Monday, December 30, 2013

Negative 31 Degrees Fahrenheit



According to the National Weather Service, my location hit negative 31 degrees Fahrenheit for the low during a cold snap. It was negative 31 for only a couple hours in the early morning, but then the highs the following day were not even above zero. The days surrounding had similar lows in the negative 24 to negative 28 degree range. Trailers in my neighborhood were flooding the streets from frozen and cracked pipes. University buildings were suffering frozen pipes. And many other houses in the town had frozen pipes. I didn’t! 

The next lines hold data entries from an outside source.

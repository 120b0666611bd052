use serde_json::json;

use crate::common::MockBackend;

#[tokio::test]
async fn test_bearer_token_is_attached() {
    let backend = MockBackend::new()
        .get_ok("/api/admin/jobs", json!([]))
        .start()
        .await;

    let jobs = backend
        .client_with_token("tok-123")
        .list_jobs(&Default::default())
        .await
        .expect("jobs");

    assert!(jobs.is_empty());
    let request = backend.only_request().await;
    assert_eq!(request.authorization.as_deref(), Some("Bearer tok-123"));
}

#[tokio::test]
async fn test_no_token_sends_no_authorization() {
    let backend = MockBackend::new()
        .get_ok("/api/admin/ratings", json!([]))
        .start()
        .await;

    backend
        .client()
        .list_ratings(&Default::default())
        .await
        .expect("ratings");

    assert_eq!(backend.only_request().await.authorization, None);
}

#[tokio::test]
async fn test_empty_token_is_dropped() {
    let backend = MockBackend::new()
        .get_ok("/api/admin/payments", json!([]))
        .start()
        .await;

    let client = backend.client().with_token(Some(String::new()));
    assert!(!client.has_token());
    client
        .list_payments(&Default::default())
        .await
        .expect("payments");

    assert_eq!(backend.only_request().await.authorization, None);
}
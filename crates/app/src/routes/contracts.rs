use client::ApiClient;
use dioxus::prelude::*;
use shared_types::{select_options, AppError, Contract, ContractStatus, ListQuery, StatusVocabulary};
use shared_ui::{Column, DetailItem, DetailList, DetailSection, Sheet, SheetContent, SheetHeader};

use crate::components::{ChainHash, ListFilters, ListTable, StatusBadge};
use crate::format_helpers::{format_currency, format_opt_date, format_period, or_dash};
use crate::list_state::use_list_state;

fn contract_columns() -> Vec<Column<Contract>> {
    vec![
        Column::new("id", "ID", |c: &Contract| c.id.as_str().into())
            .sortable()
            .render(|c: &Contract| {
                let id = c.id.clone();
                rsx! { code { class: "cell-id", "{id}" } }
            }),
        Column::new("job", "Job", |c: &Contract| c.job_title.as_deref().into()).sortable(),
        Column::new("worker", "Worker", |c: &Contract| c.worker_name.as_deref().into())
            .sortable(),
        Column::new("employer", "Employer", |c: &Contract| {
            c.employer_name.as_deref().into()
        })
        .sortable(),
        Column::new("wage", "Wage", |c: &Contract| c.wage.into())
            .sortable()
            .render(|c: &Contract| {
                let wage = format_currency(c.wage);
                rsx! { span { class: "cell-number", "{wage}" } }
            }),
        Column::new("period", "Period", |c: &Contract| c.start_date.as_deref().into())
            .sortable()
            .render(|c: &Contract| {
                let period = format_period(c.start_date.as_deref(), c.end_date.as_deref());
                rsx! { "{period}" }
            }),
        Column::new("status", "Status", |c: &Contract| c.status.label().into())
            .sortable()
            .render(|c: &Contract| rsx! { StatusBadge { status: c.status } }),
        Column::new("hash", "Chain ref", |c: &Contract| c.tx_hash.as_deref().into())
            .render(|c: &Contract| rsx! { ChainHash { value: c.tx_hash.clone() } }),
    ]
}

async fn fetch_contracts(client: ApiClient, query: ListQuery) -> Result<Vec<Contract>, AppError> {
    client.list_contracts(&query).await
}

#[component]
pub fn Contracts() -> Element {
    let state = use_list_state("contracts", ListQuery::default, fetch_contracts);
    let columns = use_hook(contract_columns);
    let mut selected = use_signal(|| Option::<Contract>::None);

    rsx! {
        div { class: "list-page",
            ListFilters::<Contract, ListQuery> {
                state: state,
                placeholder: "Search job, worker or employer",
                status_label: "Status",
                status_options: select_options::<ContractStatus>(),
            }
            ListTable::<Contract, ListQuery> {
                state: state,
                columns: columns,
                noun: "contracts",
                on_select: move |contract: Contract| selected.set(Some(contract)),
            }
        }

        if let Some(contract) = selected() {
            ContractSheet { contract: contract, on_close: move |_| selected.set(None) }
        }
    }
}

#[component]
fn ContractSheet(contract: Contract, on_close: EventHandler<()>) -> Element {
    let title = contract
        .job_title
        .clone()
        .filter(|t| !t.trim().is_empty())
        .unwrap_or_else(|| format!("Contract {}", contract.id));

    rsx! {
        Sheet { open: true, on_close: on_close,
            SheetHeader { title: title, description: "Digital contract", on_close: on_close }
            SheetContent {
                DetailList {
                    DetailItem { label: "Contract ID", value: contract.id.clone() }
                    DetailItem { label: "Worker", value: or_dash(contract.worker_name.as_deref()) }
                    DetailItem { label: "Employer", value: or_dash(contract.employer_name.as_deref()) }
                    DetailItem { label: "Wage", value: format_currency(contract.wage) }
                    DetailItem { label: "Start", value: format_opt_date(contract.start_date.as_deref()) }
                    DetailItem { label: "End", value: format_opt_date(contract.end_date.as_deref()) }
                    DetailItem { label: "Status",
                        StatusBadge { status: contract.status }
                    }
                    DetailItem { label: "Signed", value: format_opt_date(contract.created_at.as_deref()) }
                }
                DetailSection { title: "Chain record",
                    DetailList {
                        DetailItem { label: "Transaction",
                            ChainHash { value: contract.tx_hash.clone() }
                        }
                    }
                    if let Some(hash) = contract.tx_hash.clone().filter(|h| !h.trim().is_empty()) {
                        code { class: "detail-hash-full", "{hash}" }
                    }
                }
            }
        }
    }
}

My winterizing work really got tested during this cold snap and it all turned out to be a smashing success. My remake of my heated water hose turned out to be great. It should be good down below negative 40, but hot water came out of my faucet after negative 30, so that’s a major win.
Because of the ultra-cold temps, I did drain my tanks before the snap and pour RV antifreeze into the waste tanks. The purpose of this was to keep the pipes and valves from freezing and splitting. Since the water closet compartment is heated by both the furnace and an electric heater, I wasn’t worried, but wanted to cover all bases. Whether it was necessary to add RV antifreeze, I’m not sure, but my guess is that it didn’t hurt. 

Inside the coach, I was able to keep it at 59 degrees F even during the coldest moments in the night because of the good insulation that this model has and because of my use of both a propane furnace and electric heaters to supplement the propane furnace. My electric heaters were set to their lowest setting and I only use them to spread heat and to keep the furnace from running constantly. At their lowest setting, the two electric heaters consume 725 W. That’s more energy than I would care to admit is needed, but in the grand scheme it’s a tiny amount of energy to heat a house in negative 30 degree F temperatures.  

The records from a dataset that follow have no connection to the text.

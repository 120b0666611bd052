use dioxus::prelude::*;
use dioxus_free_icons::icons::ld_icons::{
    LdBriefcase, LdBuilding2, LdClock, LdFileText, LdRefreshCw, LdShieldCheck, LdUsers, LdWallet,
};
use dioxus_free_icons::Icon;
use shared_types::PlatformStats;
use shared_ui::{
    use_toast, Button, ButtonVariant, Card, CardContent, CardDescription, CardHeader, CardTitle,
    PageHeader, StatCard,
};

use crate::auth::use_auth;
use crate::format_helpers::{format_count, format_currency};
use crate::notify::report_error;
use crate::routes::Route;

/// Number of stat cards, also the skeleton count while loading.
const STAT_COUNT: usize = 7;

#[derive(Debug, Clone, Copy, PartialEq)]
enum StatIcon {
    Workers,
    Employers,
    Jobs,
    Contracts,
    Payments,
    Kyc,
    Volume,
}

impl StatIcon {
    fn render(self) -> Element {
        match self {
            StatIcon::Workers => rsx! { Icon::<LdUsers> { icon: LdUsers, width: 18, height: 18 } },
            StatIcon::Employers => rsx! { Icon::<LdBuilding2> { icon: LdBuilding2, width: 18, height: 18 } },
            StatIcon::Jobs => rsx! { Icon::<LdBriefcase> { icon: LdBriefcase, width: 18, height: 18 } },
            StatIcon::Contracts => rsx! { Icon::<LdFileText> { icon: LdFileText, width: 18, height: 18 } },
            StatIcon::Payments => rsx! { Icon::<LdClock> { icon: LdClock, width: 18, height: 18 } },
            StatIcon::Kyc => rsx! { Icon::<LdShieldCheck> { icon: LdShieldCheck, width: 18, height: 18 } },
            StatIcon::Volume => rsx! { Icon::<LdWallet> { icon: LdWallet, width: 18, height: 18 } },
        }
    }
}

/// One headline number on the dashboard.
#[derive(Debug, Clone, PartialEq)]
struct StatEntry {
    label: &'static str,
    value: String,
    hint: &'static str,
    icon: StatIcon,
    /// Page the card links to.
    route: Route,
}

fn stat_entries(stats: &PlatformStats) -> Vec<StatEntry> {
    vec![
        StatEntry {
            label: "Workers",
            value: format_count(stats.total_workers),
            hint: "Registered day-labor accounts",
            icon: StatIcon::Workers,
            route: Route::Workers {},
        },
        StatEntry {
            label: "Employers",
            value: format_count(stats.total_employers),
            hint: "Registered employer accounts",
            icon: StatIcon::Employers,
            route: Route::Employers {},
        },
        StatEntry {
            label: "Active jobs",
            value: format_count(stats.active_jobs),
            hint: "Open or in progress",
            icon: StatIcon::Jobs,
            route: Route::Jobs {},
        },
        StatEntry {
            label: "Active contracts",
            value: format_count(stats.active_contracts),
            hint: "Signed and running",
            icon: StatIcon::Contracts,
            route: Route::Contracts {},
        },
        StatEntry {
            label: "Pending payments",
            value: format_count(stats.pending_payments),
            hint: "Awaiting settlement",
            icon: StatIcon::Payments,
            route: Route::Payments {},
        },
        StatEntry {
            label: "Pending KYC",
            value: format_count(stats.pending_kyc),
            hint: "Identity checks to review",
            icon: StatIcon::Kyc,
            route: Route::Workers {},
        },
        StatEntry {
            label: "Settled volume",
            value: format_currency(stats.settled_volume),
            hint: "Successful payments to date",
            icon: StatIcon::Volume,
            route: Route::Payments {},
        },
    ]
}

/// Platform summary built from `GET /admin/stats`.
#[component]
pub fn Dashboard() -> Element {
    let auth = use_auth();
    let toasts = use_toast();

    let mut stats = use_resource(move || async move {
        let result = auth.client().stats().await;
        if let Err(err) = &result {
            report_error(auth, toasts, "Could not load platform stats", err);
        }
        result
    });

    let loading = stats.read().is_none();
    let refresh = rsx! {
        Button {
            variant: ButtonVariant::Outline,
            loading: loading,
            onclick: move |_| stats.restart(),
            Icon::<LdRefreshCw> { icon: LdRefreshCw, width: 14, height: 14 }
            "Refresh"
        }
    };

    rsx! {
        document::Link { rel: "stylesheet", href: asset!("./dashboard.css") }

        div { class: "dashboard-page",
            PageHeader {
                title: "Overview",
                description: "Headline numbers across the marketplace",
                actions: refresh,
            }

            {match &*stats.read() {
                None => rsx! { LoadingCards {} },
                Some(Err(err)) => {
                    let message = err.friendly_message();
                    rsx! {
                        Card { class: "dashboard-error",
                            CardHeader {
                                CardTitle { "Stats unavailable" }
                                CardDescription { "The platform summary could not be loaded." }
                            }
                            CardContent {
                                p { class: "dashboard-error-text", "{message}" }
                                Button {
                                    onclick: move |_| stats.restart(),
                                    "Retry"
                                }
                            }
                        }
                    }
                }
                Some(Ok(data)) => rsx! {
                    div { class: "stats-grid",
                        for entry in stat_entries(data) {
                            Link { key: "{entry.label}", class: "stats-link", to: entry.route.clone(),
                                StatCard {
                                    label: entry.label.to_string(),
                                    value: entry.value.clone(),
                                    hint: entry.hint.to_string(),
                                    icon: entry.icon.render(),
                                }
                            }
                        }
                    }
                },
            }}
        }
    }
}

#[component]
fn LoadingCards() -> Element {
    rsx! {
        div { class: "stats-grid",
            for i in 0..STAT_COUNT {
                StatCard { key: "{i}", label: "", value: "", loading: true }
            }
        }
    }
}

#[cfg(test)]
mod tests {
    use super::*;
    use pretty_assertions::assert_eq;

    #[test]
    fn one_entry_per_stat() {
        let stats = PlatformStats {
            total_workers: 1250,
            total_employers: 87,
            active_jobs: 14,
            active_contracts: 9,
            pending_payments: 3,
            pending_kyc: 21,
            settled_volume: Some(1_250_000.0),
        };
        let entries = stat_entries(&stats);
        assert_eq!(entries.len(), STAT_COUNT);
        assert_eq!(entries[0].value, "1.250");
        assert_eq!(entries[5].label, "Pending KYC");
        assert_eq!(entries[5].route, Route::Workers {});
        assert_eq!(entries[6].value, "Rp 1.250.000");
    }

    #[test]
    fn missing_volume_renders_dash() {
        let entries = stat_entries(&PlatformStats::default());
        assert_eq!(entries[6].value, "-");
        assert_eq!(entries[0].value, "0");
    }
}
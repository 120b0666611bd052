use shared_types::AppError;
use shared_ui::{error_toast_options, ToastOptions, Toasts};

use crate::auth::AuthState;

/// Toast title used when a request comes back `401`.
pub const SESSION_EXPIRED: &str = "Session expired";

/// What the user should see for a failed call.
///
/// Returns the toast title and detail. An expired session replaces the
/// caller's title, since the action itself is no longer the problem.
fn error_toast_text(action: &str, err: &AppError) -> (String, String) {
    if err.is_unauthorized() {
        (SESSION_EXPIRED.to_string(), err.friendly_message())
    } else {
        (action.to_string(), err.friendly_message())
    }
}

/// Log a failed call and surface it as an error toast.
///
/// `401` also ends the session; the auth guard then sends the admin back to
/// the login screen.
pub fn report_error(mut auth: AuthState, toasts: Toasts, action: &str, err: &AppError) {
    tracing::warn!(
        kind = %err.kind,
        status = ?err.status,
        error = %err.message,
        "{action}"
    );
    let (title, detail) = error_toast_text(action, err);
    toasts.error(title, error_toast_options(detail));
    if err.is_unauthorized() {
        auth.logout();
    }
}

pub fn report_success(toasts: Toasts, message: impl Into<String>) {
    toasts.success(message.into(), ToastOptions::new());
}

#[cfg(test)]
mod tests {
    use super::*;

    #[test]
    fn unauthorized_uses_session_title() {
        let err = AppError::from_status(401, "jwt expired");
        let (title, detail) = error_toast_text("Could not load jobs", &err);
        assert_eq!(title, SESSION_EXPIRED);
        assert_eq!(detail, "Your session has expired. Please sign in again.");
    }

    #[test]
    fn other_errors_keep_action_title() {
        let err = AppError::rejected("Note is required for rejection");
        let (title, detail) = error_toast_text("Could not save KYC decision", &err);
        assert_eq!(title, "Could not save KYC decision");
        assert_eq!(detail, "Note is required for rejection");
    }

    #[test]
    fn network_errors_get_generic_detail() {
        let err = AppError::network("error sending request: connection refused");
        let (_, detail) = error_toast_text("Could not load workers", &err);
        assert!(detail.starts_with("Could not reach the server"));
    }
}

I made it through the first major cold snap with ease. The problem is that winter had not even arrived when these temps arrived – it was still fall. So, as winter begins and then progresses, we’ll see how many more of those ultra-cold days are still in store. The condition that has me concerned is the possibility of the power going out during a major cold snap. If the power goes out, I have an emergency plan in place, but it will require me to be home for the outage and to recognize the outage in time. In double-digit negative temperatures and a power outage, my heated water hose has about 15 minutes before ice crystals will start forming in the pipe.

Friday, December 27, 2013

Tiny Houses Make the News, RV's Don't

Browsing Facebook, I came across an NPR story, "Architect's Dream House: Less Than 200 Square Feet." The story is about an architect who lost her house to foreclosure and couldn't get another mortgage. She decided to build a "tiny house" by herself and spend only $11,000 on it. Her house is now under 200 square feet. Great idea!

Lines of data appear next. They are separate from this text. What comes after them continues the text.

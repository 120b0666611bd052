use client::ApiClient;
use dioxus::prelude::*;
use shared_types::{select_options, AppError, Job, JobStatus, ListQuery, StatusVocabulary};
use shared_ui::{Column, DetailItem, DetailList, DetailSection, Sheet, SheetContent, SheetHeader};

use crate::components::{ListFilters, ListTable, StatusBadge};
use crate::format_helpers::{format_currency, format_date_human, format_opt_date, or_dash};
use crate::list_state::use_list_state;

fn job_columns() -> Vec<Column<Job>> {
    vec![
        Column::new("title", "Title", |j: &Job| j.title.as_str().into()).sortable(),
        Column::new("employer", "Employer", |j: &Job| j.employer_name.as_deref().into())
            .sortable(),
        Column::new("location", "Location", |j: &Job| j.location.as_deref().into()),
        Column::new("wage", "Wage", |j: &Job| j.wage.into())
            .sortable()
            .render(|j: &Job| {
                let wage = format_currency(j.wage);
                rsx! { span { class: "cell-number", "{wage}" } }
            }),
        Column::new("applicants", "Applicants", |j: &Job| j.applicant_count.into())
            .sortable(),
        Column::new("status", "Status", |j: &Job| j.status.label().into())
            .sortable()
            .render(|j: &Job| rsx! { StatusBadge { status: j.status } }),
        Column::new("created", "Created", |j: &Job| j.created_at.as_deref().into())
            .sortable()
            .render(|j: &Job| {
                let date = format_opt_date(j.created_at.as_deref());
                rsx! { "{date}" }
            }),
    ]
}

async fn fetch_jobs(client: ApiClient, query: ListQuery) -> Result<Vec<Job>, AppError> {
    client.list_jobs(&query).await
}

#[component]
pub fn Jobs() -> Element {
    let state = use_list_state("jobs", ListQuery::default, fetch_jobs);
    let columns = use_hook(job_columns);
    let mut selected = use_signal(|| Option::<Job>::None);

    rsx! {
        div { class: "list-page",
            ListFilters::<Job, ListQuery> {
                state: state,
                placeholder: "Search title, employer or location",
                status_label: "Status",
                status_options: select_options::<JobStatus>(),
            }
            ListTable::<Job, ListQuery> {
                state: state,
                columns: columns,
                noun: "jobs",
                on_select: move |job: Job| selected.set(Some(job)),
            }
        }

        if let Some(job) = selected() {
            JobSheet { job: job, on_close: move |_| selected.set(None) }
        }
    }
}

#[component]
fn JobSheet(job: Job, on_close: EventHandler<()>) -> Element {
    let description = job
        .description
        .clone()
        .filter(|d| !d.trim().is_empty())
        .unwrap_or_else(|| "No description provided.".to_string());
    let created = job
        .created_at
        .as_deref()
        .map(format_date_human)
        .unwrap_or_default();

    rsx! {
        Sheet { open: true, on_close: on_close,
            SheetHeader { title: job.title.clone(), description: "Job posting", on_close: on_close }
            SheetContent {
                DetailList {
                    DetailItem { label: "Job ID", value: job.id.clone() }
                    DetailItem { label: "Employer", value: or_dash(job.employer_name.as_deref()) }
                    DetailItem { label: "Location", value: or_dash(job.location.as_deref()) }
                    DetailItem { label: "Wage", value: format_currency(job.wage) }
                    DetailItem { label: "Applicants", value: job.applicant_count.to_string() }
                    DetailItem { label: "Status",
                        StatusBadge { status: job.status }
                    }
                    DetailItem { label: "Created", value: created }
                }
                DetailSection { title: "Description",
                    p { class: "detail-text", "{description}" }
                }
            }
        }
    }
}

The thing that caught my ear was that she lives in Idaho and said that she didn't live in an RV because RV's aren't built for the climate. I beg to differ.

The tiny house movement is great and it's a step in the right direction for bucking big banks, life-long mortgages, and rent-market ripoffs, but why all the new materials? There are RV's bigger than this lady's tiny house sitting on lots, rotting, all over the country. With a few nifty inventions, the right RV is good down to at least negative 31 Fahrenheit by my experience.

My gripe here is that when people build something resembling a house on a flatbed trailer, it makes NPR. When someone repurposes a Winnebago, people get dismissed as redneck, trailer trash. Is it because people have been re-purposing RV's for decades in situations of individual poverty? Is it because it's now stylish to try to buck the system by living in a tiny house? It seems that there are some class issues and stereotypes at work for how these sorts of lifestyles are covered.

My RV-dwelling choice is rooted directly from the tiny house movement -- I just chose to repurpose something that already existed and was going to just go to waste, rather than building something new with new building materials. Gladly, I won't be making the news, but it sure is odd that the well-to-do build a house on a flatbed and it makes news, but those of us recycling and doing the exact same thing for the same reasons get no such attention -- instead we just get assigned a stereotype.